In the face of challenges ranging from physician shortages and unequal resource distribution, to underfunded training and practice facilities and inadequate infrastructure, it's hard to recommend a starting point for improving rehabilitation services for the disabled population. Just making sure people have access to safe water and toilet facilities presents a challenge, providing rehabilitation services for the 95% of the disabled population in Ghana that does not even receive services seems like an issue too huge to address-- and in many ways thus it has been treated by the infrastructure. The government issued a persons with disabilities bill which appears to attempt to address some of the challenges the disability population faces in Ghana, though in reality it seems the government has been able to do little to put the bill into action. It has fallen to the community to adapt and fulfill its own needs-- as we saw in the example with the villagers who used donated motorcycles to establish a system that allowed a nurse and a medical assistant to travel through rural areas to administer basic services resulting in an increase in vaccination coverage to 75% from 40%. It is the ingenuity, resourcefulness and determination of the villagers and the professionals who stay (or return) to practice in their own country who make the difference in their communities. They are the ones who identify the needs and the opportunities for change and are able to make and execute plans for change that will get those needs met.
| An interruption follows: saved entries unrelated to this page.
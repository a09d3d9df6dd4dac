//! # duel-rl
//!
//! Self-play reinforcement learning for two-seat grid games in Rust
//!
//! A primary policy is trained with PPO while the second seat is played by
//! snapshots of its own past parameters, sampled from a fixed-size pool.
//! Networks and the PPO loss use PyTorch through tch-rs and sit behind the
//! `training` feature; rollout collection, GAE, the opponent pool and the
//! training loop itself only depend on the [`policy::Policy`] and
//! [`train::PpoModel`] traits.
//!
//! ## Quick Start
//!
//! ```rust,ignore
//! use duel_rl::prelude::*;
//! use duel_rl::policy::mlp::MlpPolicy;
//!
//! let ppo = PPOConfig::new().n_envs(8);
//! let selfplay = SelfPlayConfig::new().total_timesteps(100_000);
//! let env = EnvPool::new(|| DuelSnake::new(10, 10, 2), ppo.n_envs);
//! let dim = env.observation_space().flat_dim();
//! let primary = MlpPolicy::new(dim, 3, 64)?;
//! let opponent = MlpPolicy::new(dim, 3, 64)?;
//!
//! let mut trainer = SelfPlayTrainer::new(ppo, selfplay, env, primary, Some(opponent))?;
//! trainer.add_sink(Box::new(LogSink));
//! let summary = trainer.run()?;
//! ```

#![warn(missing_docs)]
#![warn(clippy::all)]

/// Environment traits, the vectorized pool and the duel snake game
pub mod env;

/// Policy capabilities; the tch-rs network requires the training feature
pub mod policy;

/// Rollout storage, GAE and minibatch sampling
pub mod buffer;

/// PPO optimization and the self-play training loop
pub mod train;

/// Rollout runner and opponent pool
pub mod multi_agent;

/// Snapshot files written during a run
pub mod checkpoint;

/// Metric rows, sinks and episode statistics
pub mod metrics;

/// Utility functions and helpers
pub mod utils;

/// Prelude module for convenient imports
///
/// This module re-exports commonly used types and traits for convenience.
pub mod prelude {
    pub use crate::env::pool::EnvPool;
    pub use crate::env::snake::DuelSnake;
    pub use crate::env::{DuelEnvironment, VecEnv};
    pub use crate::metrics::{JsonLinesSink, LogSink, MetricsSink};
    pub use crate::multi_agent::{MultiAgentRunner, OpponentPool};
    pub use crate::policy::{ParameterStore, Policy};
    pub use crate::train::{PPOConfig, PpoModel, SelfPlayConfig, SelfPlayTrainer};
}

/// Current version of duel-rl
pub const VERSION: &str = env!("CARGO_PKG_VERSION");
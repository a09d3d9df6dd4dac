//! Rollout collection for two-seat self-play
//!
//! The runner steps a [`VecEnv`] for a fixed horizon, asking the primary
//! policy and (when present) the opponent policy for actions every step.
//! Only the primary agent's experience is stored for training.

use anyhow::Result;

use crate::buffer::rollout::{RolloutBatch, RolloutBuffer};
use crate::env::{Action, DuelObservation, EpisodeInfo, JointAction, VecEnv};
use crate::policy::{Policy, RecurrentState};

/// Output of one [`MultiAgentRunner::run`]
#[derive(Debug, Clone)]
pub struct Rollout {
    /// Flattened primary-agent trajectory with advantages and returns
    pub batch: RolloutBatch,

    /// Episodes that finished during the rollout
    pub episodes: Vec<EpisodeInfo>,

    /// Primary policy state after the last step
    pub final_state: RecurrentState,
}

/// Drives a vectorized environment with a primary and an optional opponent
pub struct MultiAgentRunner<E: VecEnv> {
    env: E,
    num_steps: usize,
    gamma: f32,
    gae_lambda: f32,
    /// Action sent for the second seat when no opponent policy is given
    placeholder_action: Action,

    /// Latest observation per instance
    observations: Vec<DuelObservation>,
    /// Whether each latest observation starts a new episode
    dones: Vec<bool>,
    primary_state: RecurrentState,
    opponent_state: RecurrentState,
}

impl<E: VecEnv> MultiAgentRunner<E> {
    /// Reset `env` and prepare to collect `num_steps` per rollout
    ///
    /// # Arguments
    ///
    /// * `env` - Vectorized environment, owned by the runner
    /// * `primary` - Policy being trained, used for its initial state
    /// * `num_steps` - Horizon H of every rollout
    /// * `gamma` - Discount factor
    /// * `gae_lambda` - GAE lambda parameter
    /// * `placeholder_action` - Second-seat action in single-agent mode
    pub fn new<P: Policy + ?Sized>(
        mut env: E,
        primary: &P,
        num_steps: usize,
        gamma: f32,
        gae_lambda: f32,
        placeholder_action: Action,
    ) -> Result<Self> {
        let observations = env.reset()?;
        let dones = vec![false; env.num_envs()];

        Ok(Self {
            env,
            num_steps,
            gamma,
            gae_lambda,
            placeholder_action,
            observations,
            dones,
            primary_state: primary.initial_state(),
            opponent_state: RecurrentState::Stateless,
        })
    }

    /// Start the opponent from a fresh state, e.g. after loading new parameters
    pub fn reset_opponent_state<O: Policy + ?Sized>(&mut self, opponent: &O) {
        self.opponent_state = opponent.initial_state();
    }

    /// Number of parallel environment instances
    pub fn num_envs(&self) -> usize {
        self.env.num_envs()
    }

    /// Samples produced per rollout (`num_steps * num_envs`)
    pub fn batch_size(&self) -> usize {
        self.num_steps * self.num_envs()
    }

    /// Borrow the environment
    pub fn env(&self) -> &E {
        &self.env
    }

    /// Release the environment
    pub fn close(&mut self) -> Result<()> {
        self.env.close()
    }

    /// Collect one rollout and compute its advantages
    ///
    /// With `opponent` set to `None`, the second seat receives the
    /// placeholder action every step.
    pub fn run<P, O>(&mut self, primary: &mut P, mut opponent: Option<&mut O>) -> Result<Rollout>
    where
        P: Policy + ?Sized,
        O: Policy + ?Sized,
    {
        let num_envs = self.num_envs();
        let obs_dim = self.observations.first().map_or(0, |o| o.primary.len());
        let mut buffer = RolloutBuffer::new(self.num_steps, num_envs, obs_dim);
        let mut episodes = Vec::new();

        for step in 0..self.num_steps {
            let primary_obs = self.primary_observations();
            let out = primary.step(&primary_obs, &self.primary_state, &self.dones)?;

            let opponent_actions = match opponent.as_deref_mut() {
                Some(policy) => {
                    let opponent_obs: Vec<Vec<f32>> =
                        self.observations.iter().map(|o| o.opponent.clone()).collect();
                    let opp = policy.step(&opponent_obs, &self.opponent_state, &self.dones)?;
                    self.opponent_state = opp.state;
                    opp.actions
                }
                None => vec![self.placeholder_action; num_envs],
            };

            let joint: Vec<JointAction> = out
                .actions
                .iter()
                .zip(&opponent_actions)
                .map(|(&a, &b)| [a, b])
                .collect();

            let result = self.env.step(&joint)?;

            for (n, obs) in primary_obs.into_iter().enumerate() {
                buffer.add(
                    step,
                    n,
                    obs,
                    out.actions[n],
                    result.rewards[n],
                    out.values[n],
                    out.log_probs[n],
                    self.dones[n],
                );
            }
            episodes.extend(result.infos.iter().filter_map(|info| info.episode));

            self.primary_state = out.state;
            self.observations = result.observations;
            self.dones = result.dones;
        }

        let last_values =
            primary.value(&self.primary_observations(), &self.primary_state, &self.dones)?;
        buffer.compute_advantages(&last_values, &self.dones, self.gamma, self.gae_lambda);

        Ok(Rollout {
            batch: buffer.get_batch(),
            episodes,
            final_state: self.primary_state.clone(),
        })
    }

    fn primary_observations(&self) -> Vec<Vec<f32>> {
        self.observations.iter().map(|o| o.primary.clone()).collect()
    }
}
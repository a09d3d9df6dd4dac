//! Experience storage for on-policy training

pub mod rollout;
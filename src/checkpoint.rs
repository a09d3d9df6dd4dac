//! Snapshot naming and persistence
//!
//! Every parameter file a run produces lives under one run directory:
//!
//! ```text
//! <run_dir>/
//!     opponents/opponent_<slot>.ot
//!     checkpoints/<update:05>.ot
//!     highscore_model.ot
//!     final_model.ot
//!     progress.jsonl
//! ```
//!
//! Saves go through a temporary file and a rename so a reader never sees a
//! half-written snapshot.

use anyhow::{Context, Result};
use std::{
    fs,
    path::{Path, PathBuf},
};

use crate::policy::ParameterStore;

const EXTENSION: &str = "ot";

/// Identifies one persisted parameter set within a run
#[derive(Debug, Clone, Copy, PartialEq, Eq, Hash)]
pub enum SnapshotId {
    /// Opponent pool slot
    Opponent(usize),
    /// Numbered checkpoint taken at an update
    Checkpoint(usize),
    /// Best rolling reward so far (single-agent runs)
    Highscore,
    /// Parameters at the end of the run
    Final,
}

impl SnapshotId {
    /// Path relative to the run directory
    pub fn relative_path(&self) -> PathBuf {
        match self {
            SnapshotId::Opponent(slot) => {
                Path::new("opponents").join(format!("opponent_{slot}.{EXTENSION}"))
            }
            SnapshotId::Checkpoint(update) => {
                Path::new("checkpoints").join(format!("{update:05}.{EXTENSION}"))
            }
            SnapshotId::Highscore => PathBuf::from(format!("highscore_model.{EXTENSION}")),
            SnapshotId::Final => PathBuf::from(format!("final_model.{EXTENSION}")),
        }
    }
}

/// Root directory of one training run
#[derive(Debug, Clone)]
pub struct SnapshotDir {
    root: PathBuf,
}

impl SnapshotDir {
    /// Use `root` as the run directory, creating it if needed
    pub fn create(root: impl Into<PathBuf>) -> Result<Self> {
        let root = root.into();
        fs::create_dir_all(&root)
            .with_context(|| format!("failed to create run directory {}", root.display()))?;
        Ok(Self { root })
    }

    /// The run directory
    pub fn root(&self) -> &Path {
        &self.root
    }

    /// Absolute location of a snapshot
    pub fn path(&self, id: SnapshotId) -> PathBuf {
        self.root.join(id.relative_path())
    }

    /// Whether a snapshot has been written
    pub fn exists(&self, id: SnapshotId) -> bool {
        self.path(id).is_file()
    }

    /// Write `model`'s parameters under `id`, replacing any previous file
    pub fn save<M: ParameterStore + ?Sized>(&self, id: SnapshotId, model: &M) -> Result<PathBuf> {
        let path = self.path(id);
        if let Some(parent) = path.parent() {
            fs::create_dir_all(parent)
                .with_context(|| format!("failed to create {}", parent.display()))?;
        }

        let partial = path.with_extension(format!("{EXTENSION}.partial"));
        model
            .save(&partial)
            .with_context(|| format!("failed to save snapshot {id:?} to {}", partial.display()))?;
        fs::rename(&partial, &path)
            .with_context(|| format!("failed to move snapshot into {}", path.display()))?;

        Ok(path)
    }

    /// Replace `model`'s parameters with snapshot `id`
    pub fn load<M: ParameterStore + ?Sized>(&self, id: SnapshotId, model: &mut M) -> Result<()> {
        let path = self.path(id);
        model
            .load(&path)
            .with_context(|| format!("failed to load snapshot {id:?} from {}", path.display()))
    }
}

#[cfg(test)]
mod tests {
    use super::*;
    use anyhow::bail;
    use tempfile::tempdir;

    /// Parameters kept as a JSON vector
    struct JsonParams(Vec<f32>);

    impl ParameterStore for JsonParams {
        fn save(&self, path: &Path) -> Result<()> {
            fs::write(path, serde_json::to_vec(&self.0)?)?;
            Ok(())
        }

        fn load(&mut self, path: &Path) -> Result<()> {
            if !path.exists() {
                bail!("no such snapshot");
            }
            self.0 = serde_json::from_slice(&fs::read(path)?)?;
            Ok(())
        }
    }

    #[test]
    fn test_snapshot_paths() {
        assert_eq!(
            SnapshotId::Opponent(3).relative_path(),
            Path::new("opponents/opponent_3.ot")
        );
        assert_eq!(
            SnapshotId::Checkpoint(42).relative_path(),
            Path::new("checkpoints/00042.ot")
        );
        assert_eq!(SnapshotId::Highscore.relative_path(), Path::new("highscore_model.ot"));
        assert_eq!(SnapshotId::Final.relative_path(), Path::new("final_model.ot"));
    }

    #[test]
    fn test_save_then_load_replaces_parameters() {
        let root = tempdir().unwrap();
        let dir = SnapshotDir::create(root.path().join("run")).unwrap();

        let source = JsonParams(vec![1.0, 2.0, 3.0]);
        let path = dir.save(SnapshotId::Opponent(0), &source).unwrap();
        assert!(path.is_file());
        assert!(dir.exists(SnapshotId::Opponent(0)));
        assert!(!path.with_extension("ot.partial").exists());

        let mut target = JsonParams(vec![0.0]);
        dir.load(SnapshotId::Opponent(0), &mut target).unwrap();
        assert_eq!(target.0, vec![1.0, 2.0, 3.0]);
    }

    #[test]
    fn test_load_missing_snapshot_fails() {
        let root = tempdir().unwrap();
        let dir = SnapshotDir::create(root.path()).unwrap();

        let mut target = JsonParams(vec![7.0]);
        let err = dir.load(SnapshotId::Checkpoint(1), &mut target).unwrap_err();
        assert!(format!("{err:#}").contains("Checkpoint(1)"));
        assert_eq!(target.0, vec![7.0]);
    }
}
//! The Driver (§4.6): the top-level entry point a binary calls into. Resolves
//! a project name to its VCS system, builds the commit graph, runs the
//! scheduler, and logs final aggregate statistics with elapsed time.
//!
//! Grounded in `MemeSHARK.start`/`MemeSHARK.run` from
//! `examples/original_source/memeshark/memeshark.py`: that method times the
//! whole run with `timeit`, resolves the project and VCS system, builds the
//! commit graph, dispatches the multiprocessing pool, and logs a final
//! "finished in Xs, Y commits processed" line. The timing and pool-dispatch
//! responsibilities land here rather than in `run()` so that `run()` stays a
//! pure function of an already-built graph, testable without a clock.

use std::time::Instant;

use tracing::{info, instrument};

use lib::error::CoreError;
use lib::graph::build_graph;
use lib::store::StoreGateway;

use crate::RunStats;

/// Walks every commit of `project_name`'s VCS system and deduplicates CES
/// against parent state, using `num_workers` worker threads.
///
/// `new_store` is called once up front to resolve the project (on whichever
/// thread calls `compress`), and again once per worker thread inside
/// [`run`](crate::run) — see that function's fork-safety note.
#[instrument(skip(new_store))]
pub fn compress<G, F>(project_name: &str, new_store: F, num_workers: usize) -> Result<RunStats, CoreError>
where
    G: StoreGateway,
    F: Fn() -> G + Sync,
{
    let start = Instant::now();
    let store = new_store();

    let vcs_system_id = store.resolve_vcs(project_name)?;
    info!(project_name, %vcs_system_id, "resolved project");

    let graph = build_graph(&store, vcs_system_id)?;
    info!(commits = graph.len(), "commit graph built");

    let stats = crate::run(&graph, new_store, num_workers);

    let elapsed = start.elapsed();
    info!(
        elapsed_secs = elapsed.as_secs_f64(),
        commits_processed = stats.commits_processed,
        ces_seen = stats.ces_seen,
        ces_deleted = stats.ces_deleted,
        "compression finished"
    );

    Ok(stats)
}
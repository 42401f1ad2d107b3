//! Entry point for `memeshark-consistency-checker`: compares an unprocessed
//! ("verbose") database against a compressed one, commit by commit, and
//! reports any code-entity-state whose attributes differ between the two or
//! whose `ce_parent_id` resolves to a differing CES.
//!
//! Ported from `tests/consistency_checker.py`'s `start()`/
//! `compare_djangoobjects()`: that script walks every verbose commit, looks
//! up the same commit id in the condensed database, and diffs each CES by
//! `long_name`. Here the `long_name` index and the exclusion set are the
//! same ones the core's equivalence predicate already uses
//! ([`lib::equivalence::EXCLUDED_FIELDS`]), so a customer-visible drift and
//! a merge-algorithm bug would be caught by the same logic.

use std::collections::HashMap;

use clap::Parser;
use tracing::level_filters::LevelFilter;
use tracing_error::ErrorLayer;
use tracing_subscriber::prelude::*;
use tracing_subscriber::EnvFilter;

use lib::equivalence::{equivalent, EXCLUDED_FIELDS};
use lib::model::CodeEntityState;
use lib::store::StoreGateway;
use memeshark_opts::ConsistencyCheckerOpts;
use memeshark_store_mongo::MongoStoreGateway;

fn install_tracing(default_level: tracing::Level) -> eyre::Result<()> {
    let env_filter = EnvFilter::builder()
        .with_default_directive(LevelFilter::from_level(default_level).into())
        .from_env_lossy();

    tracing_subscriber::registry()
        .with(ErrorLayer::default())
        .with(tracing_subscriber::fmt::layer().with_filter(env_filter))
        .try_init()?;

    Ok(())
}

fn main() -> eyre::Result<()> {
    color_eyre::install()?;
    let opts = ConsistencyCheckerOpts::parse();
    install_tracing(opts.log_level.to_tracing_level())?;

    let verbose_config: lib::config::StoreConnectionConfig = opts.verbose_store.into();
    let compressed_config: lib::config::StoreConnectionConfig = opts.compressed_store.into();

    let verbose_store = MongoStoreGateway::connect(&verbose_config.to_uri(), &verbose_config.database)?;
    let compressed_store =
        MongoStoreGateway::connect(&compressed_config.to_uri(), &compressed_config.database)?;

    let mismatches = check_consistency(&verbose_store, &compressed_store, &opts.project_name)?;

    if mismatches == 0 {
        tracing::info!("all code-entity-states match between the two databases");
    } else {
        tracing::warn!(mismatches, "found mismatched code-entity-states");
    }

    Ok(())
}

/// Walks every commit of `project_name` and compares its CES between the two
/// stores. Returns the total number of CES found to differ.
fn check_consistency<G: StoreGateway>(
    verbose_store: &G,
    compressed_store: &G,
    project_name: &str,
) -> Result<usize, lib::error::CoreError> {
    let verbose_vcs = verbose_store.resolve_vcs(project_name)?;
    let commits: Vec<_> = verbose_store.commits_of(verbose_vcs)?.collect();
    tracing::info!(num_commits = commits.len(), "loaded verbose commits");

    let mut total_mismatches = 0usize;

    for summary in commits {
        let commit_id = summary.commit_id;
        tracing::info!(%commit_id, "processing commit");

        let verbose_ces = verbose_store.ces_of(commit_id)?;
        let verbose_by_name: HashMap<&str, &CodeEntityState> = verbose_ces
            .iter()
            .map(|ces| (ces.long_name(), ces))
            .collect();

        let compressed_commit = compressed_store.commit(commit_id)?;
        let compressed_ces_ids: std::collections::HashSet<_> =
            compressed_commit.code_entity_states.iter().copied().collect();
        let compressed_ces_list = compressed_store.ces_by_ids(&compressed_ces_ids)?;
        let compressed_by_name: HashMap<&str, &CodeEntityState> = compressed_ces_list
            .iter()
            .map(|ces| (ces.long_name(), ces))
            .collect();

        tracing::info!(
            num_ces_verbose = verbose_by_name.len(),
            num_ces_compressed = compressed_by_name.len(),
            "CES counts for commit"
        );

        let mut commit_mismatches = 0usize;
        for (long_name, verbose_ces) in &verbose_by_name {
            let Some(compressed_ces) = compressed_by_name.get(long_name) else {
                tracing::error!(long_name, "CES not found in compressed database");
                commit_mismatches += 1;
                continue;
            };

            if !equivalent(&verbose_ces.attributes, &compressed_ces.attributes, EXCLUDED_FIELDS) {
                tracing::error!(
                    long_name,
                    verbose_id = %verbose_ces.id,
                    compressed_id = %compressed_ces.id,
                    "CES attributes differ between databases"
                );
                commit_mismatches += 1;
                continue;
            }

            if let (Some(verbose_parent), Some(compressed_parent)) =
                (verbose_ces.ce_parent_id, compressed_ces.ce_parent_id)
            {
                let verbose_parent_ces = verbose_store.ces_by_id(verbose_parent)?;
                let compressed_parent_ces = compressed_store.ces_by_id(compressed_parent)?;
                if !equivalent(
                    &verbose_parent_ces.attributes,
                    &compressed_parent_ces.attributes,
                    EXCLUDED_FIELDS,
                ) {
                    tracing::error!(long_name, "ce_parent_id of CES differs between databases");
                    commit_mismatches += 1;
                }
            }
        }

        tracing::info!(commit_mismatches, %commit_id, "finished commit");
        total_mismatches += commit_mismatches;
    }

    Ok(total_mismatches)
}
When I first did the reading I thought, where would you even start, people don't even have clean water?! But perhaps I need to think less about that and be ready to just jump in where ever and go with the motorcycle riding vaccination team and the home grown birth attendant carrying her wares in a wooden box and let direction for the infrastructure come from the people to the government instead of expecting it to be vice versa.

1 comment:

  1. Power to the people! I think you have a lot to offer Africa Susan!